Look through the records below and state how many lines carry the string "verdict", adding nothing.

»»

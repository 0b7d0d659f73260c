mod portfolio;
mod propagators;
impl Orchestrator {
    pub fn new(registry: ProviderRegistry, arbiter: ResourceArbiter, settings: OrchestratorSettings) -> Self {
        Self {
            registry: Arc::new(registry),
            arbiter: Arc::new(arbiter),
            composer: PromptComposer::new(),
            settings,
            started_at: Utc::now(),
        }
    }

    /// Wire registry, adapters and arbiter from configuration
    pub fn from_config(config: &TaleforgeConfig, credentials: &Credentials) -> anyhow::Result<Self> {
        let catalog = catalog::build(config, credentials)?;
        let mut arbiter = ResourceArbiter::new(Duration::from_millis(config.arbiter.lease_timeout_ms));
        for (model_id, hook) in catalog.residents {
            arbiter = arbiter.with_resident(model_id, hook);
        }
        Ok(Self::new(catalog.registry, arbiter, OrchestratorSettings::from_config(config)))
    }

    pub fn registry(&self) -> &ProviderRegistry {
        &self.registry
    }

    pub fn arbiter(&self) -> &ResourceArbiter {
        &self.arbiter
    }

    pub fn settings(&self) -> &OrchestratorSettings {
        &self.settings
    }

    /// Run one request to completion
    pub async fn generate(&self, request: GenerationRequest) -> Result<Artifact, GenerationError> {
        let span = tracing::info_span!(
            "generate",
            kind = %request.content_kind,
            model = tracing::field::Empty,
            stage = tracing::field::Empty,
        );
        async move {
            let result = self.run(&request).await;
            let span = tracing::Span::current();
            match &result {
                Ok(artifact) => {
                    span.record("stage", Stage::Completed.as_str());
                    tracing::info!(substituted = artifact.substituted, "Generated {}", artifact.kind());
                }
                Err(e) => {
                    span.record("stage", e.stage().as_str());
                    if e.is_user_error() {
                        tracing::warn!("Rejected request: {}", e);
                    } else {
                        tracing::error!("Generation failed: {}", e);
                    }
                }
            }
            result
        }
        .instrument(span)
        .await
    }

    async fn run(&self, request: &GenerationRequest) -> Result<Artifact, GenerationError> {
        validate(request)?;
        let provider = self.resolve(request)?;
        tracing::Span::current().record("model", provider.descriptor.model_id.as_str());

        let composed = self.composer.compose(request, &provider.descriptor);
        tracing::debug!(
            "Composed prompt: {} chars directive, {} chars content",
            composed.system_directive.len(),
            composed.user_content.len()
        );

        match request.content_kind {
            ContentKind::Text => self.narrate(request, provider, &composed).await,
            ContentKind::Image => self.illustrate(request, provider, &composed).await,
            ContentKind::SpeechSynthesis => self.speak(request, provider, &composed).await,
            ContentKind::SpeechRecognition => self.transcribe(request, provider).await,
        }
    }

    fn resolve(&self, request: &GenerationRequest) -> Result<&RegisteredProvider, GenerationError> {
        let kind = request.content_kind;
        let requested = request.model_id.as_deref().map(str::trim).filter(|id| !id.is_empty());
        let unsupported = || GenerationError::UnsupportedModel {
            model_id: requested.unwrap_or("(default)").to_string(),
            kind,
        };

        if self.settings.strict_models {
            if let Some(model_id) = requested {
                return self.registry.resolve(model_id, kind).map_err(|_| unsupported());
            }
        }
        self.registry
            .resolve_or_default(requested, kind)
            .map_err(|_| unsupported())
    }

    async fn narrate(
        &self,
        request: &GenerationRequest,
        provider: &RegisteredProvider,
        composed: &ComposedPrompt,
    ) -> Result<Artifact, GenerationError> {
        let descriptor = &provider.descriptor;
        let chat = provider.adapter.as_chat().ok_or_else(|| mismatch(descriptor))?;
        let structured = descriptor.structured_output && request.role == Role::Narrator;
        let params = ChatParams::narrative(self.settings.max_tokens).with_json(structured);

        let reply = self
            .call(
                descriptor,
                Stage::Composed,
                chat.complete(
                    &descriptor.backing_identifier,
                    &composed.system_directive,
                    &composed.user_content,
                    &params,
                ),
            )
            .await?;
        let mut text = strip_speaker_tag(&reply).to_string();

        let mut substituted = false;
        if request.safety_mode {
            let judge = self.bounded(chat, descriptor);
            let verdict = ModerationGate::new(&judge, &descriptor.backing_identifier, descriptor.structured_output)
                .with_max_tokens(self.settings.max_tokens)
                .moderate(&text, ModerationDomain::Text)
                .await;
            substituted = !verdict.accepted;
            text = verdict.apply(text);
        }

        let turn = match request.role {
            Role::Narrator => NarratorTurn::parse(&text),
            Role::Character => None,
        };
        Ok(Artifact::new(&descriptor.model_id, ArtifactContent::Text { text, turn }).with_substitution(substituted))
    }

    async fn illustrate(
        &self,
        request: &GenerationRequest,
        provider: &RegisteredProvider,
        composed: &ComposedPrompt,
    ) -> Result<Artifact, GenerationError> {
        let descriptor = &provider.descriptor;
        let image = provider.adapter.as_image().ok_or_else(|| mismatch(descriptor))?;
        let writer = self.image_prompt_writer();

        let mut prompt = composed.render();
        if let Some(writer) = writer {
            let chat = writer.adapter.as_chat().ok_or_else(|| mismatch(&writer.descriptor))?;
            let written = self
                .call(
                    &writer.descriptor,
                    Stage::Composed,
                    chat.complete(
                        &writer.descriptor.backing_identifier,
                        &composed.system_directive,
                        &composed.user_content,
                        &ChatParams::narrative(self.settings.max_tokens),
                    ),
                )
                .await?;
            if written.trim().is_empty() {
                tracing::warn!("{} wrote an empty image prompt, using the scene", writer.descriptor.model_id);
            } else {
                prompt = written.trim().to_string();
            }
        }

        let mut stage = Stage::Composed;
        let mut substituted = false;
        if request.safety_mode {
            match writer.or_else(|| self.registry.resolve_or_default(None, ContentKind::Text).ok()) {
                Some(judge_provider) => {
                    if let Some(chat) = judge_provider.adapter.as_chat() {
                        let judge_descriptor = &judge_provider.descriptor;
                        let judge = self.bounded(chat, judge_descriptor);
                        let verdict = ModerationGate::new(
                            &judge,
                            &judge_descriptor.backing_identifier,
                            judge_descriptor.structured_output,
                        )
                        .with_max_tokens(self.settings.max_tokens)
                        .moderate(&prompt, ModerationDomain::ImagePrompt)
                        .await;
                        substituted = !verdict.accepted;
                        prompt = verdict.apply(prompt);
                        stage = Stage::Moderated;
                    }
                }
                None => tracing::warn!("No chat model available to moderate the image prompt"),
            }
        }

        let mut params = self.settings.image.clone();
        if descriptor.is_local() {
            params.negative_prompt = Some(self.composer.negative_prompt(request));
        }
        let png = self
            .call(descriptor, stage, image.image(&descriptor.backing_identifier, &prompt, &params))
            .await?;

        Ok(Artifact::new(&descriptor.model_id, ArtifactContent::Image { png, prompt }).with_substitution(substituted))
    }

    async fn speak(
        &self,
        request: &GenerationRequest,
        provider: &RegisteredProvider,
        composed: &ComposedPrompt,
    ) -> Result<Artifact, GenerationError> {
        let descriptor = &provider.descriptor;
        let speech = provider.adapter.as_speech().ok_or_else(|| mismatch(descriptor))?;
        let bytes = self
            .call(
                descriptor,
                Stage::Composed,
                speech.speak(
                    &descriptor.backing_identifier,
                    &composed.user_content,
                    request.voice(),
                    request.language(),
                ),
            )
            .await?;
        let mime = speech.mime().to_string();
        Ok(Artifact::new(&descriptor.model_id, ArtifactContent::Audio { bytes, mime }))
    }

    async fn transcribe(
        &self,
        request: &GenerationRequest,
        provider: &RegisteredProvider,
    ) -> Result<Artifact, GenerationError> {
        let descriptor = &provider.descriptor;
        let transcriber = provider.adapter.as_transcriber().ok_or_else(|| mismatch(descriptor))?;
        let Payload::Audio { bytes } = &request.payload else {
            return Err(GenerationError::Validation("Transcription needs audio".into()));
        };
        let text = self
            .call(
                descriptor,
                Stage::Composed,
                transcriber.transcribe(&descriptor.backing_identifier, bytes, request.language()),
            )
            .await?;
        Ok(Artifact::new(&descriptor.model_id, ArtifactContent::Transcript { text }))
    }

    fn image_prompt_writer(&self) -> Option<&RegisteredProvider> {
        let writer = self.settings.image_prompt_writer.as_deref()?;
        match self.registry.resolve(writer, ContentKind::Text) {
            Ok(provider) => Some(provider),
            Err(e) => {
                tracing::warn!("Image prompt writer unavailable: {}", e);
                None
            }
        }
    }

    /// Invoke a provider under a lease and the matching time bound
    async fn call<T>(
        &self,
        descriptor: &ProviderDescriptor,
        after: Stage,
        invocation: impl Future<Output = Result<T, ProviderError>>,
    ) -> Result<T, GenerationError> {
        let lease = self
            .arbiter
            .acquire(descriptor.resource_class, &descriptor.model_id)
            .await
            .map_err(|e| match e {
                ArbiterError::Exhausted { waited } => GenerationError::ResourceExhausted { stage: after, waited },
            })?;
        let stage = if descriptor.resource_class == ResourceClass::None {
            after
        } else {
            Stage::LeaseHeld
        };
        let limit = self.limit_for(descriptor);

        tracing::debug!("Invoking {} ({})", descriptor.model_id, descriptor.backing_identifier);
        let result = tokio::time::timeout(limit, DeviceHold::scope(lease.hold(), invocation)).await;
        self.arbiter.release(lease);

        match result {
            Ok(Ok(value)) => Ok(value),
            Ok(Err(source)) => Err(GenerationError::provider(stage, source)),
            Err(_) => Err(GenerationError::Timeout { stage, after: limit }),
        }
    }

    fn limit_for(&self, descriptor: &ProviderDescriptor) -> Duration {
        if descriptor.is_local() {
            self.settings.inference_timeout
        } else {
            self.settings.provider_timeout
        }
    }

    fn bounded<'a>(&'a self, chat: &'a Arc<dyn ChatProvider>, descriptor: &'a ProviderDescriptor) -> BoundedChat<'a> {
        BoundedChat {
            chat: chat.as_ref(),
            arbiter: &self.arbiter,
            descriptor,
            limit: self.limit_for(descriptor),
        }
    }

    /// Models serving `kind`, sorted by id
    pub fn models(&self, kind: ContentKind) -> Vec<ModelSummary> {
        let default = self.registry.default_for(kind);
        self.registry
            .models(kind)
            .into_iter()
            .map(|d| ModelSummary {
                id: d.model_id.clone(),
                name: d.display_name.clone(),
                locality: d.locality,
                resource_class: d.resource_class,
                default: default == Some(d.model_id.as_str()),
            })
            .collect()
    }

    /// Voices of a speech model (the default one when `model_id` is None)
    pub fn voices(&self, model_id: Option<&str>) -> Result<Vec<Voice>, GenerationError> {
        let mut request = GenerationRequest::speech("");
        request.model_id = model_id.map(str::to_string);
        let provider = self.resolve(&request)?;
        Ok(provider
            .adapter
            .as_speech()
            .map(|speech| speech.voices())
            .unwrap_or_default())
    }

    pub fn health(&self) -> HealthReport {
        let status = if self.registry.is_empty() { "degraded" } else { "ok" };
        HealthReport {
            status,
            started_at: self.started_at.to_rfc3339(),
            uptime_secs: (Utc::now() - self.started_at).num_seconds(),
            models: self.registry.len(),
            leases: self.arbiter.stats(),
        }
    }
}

««

* [WORKED SOLUTION]: 6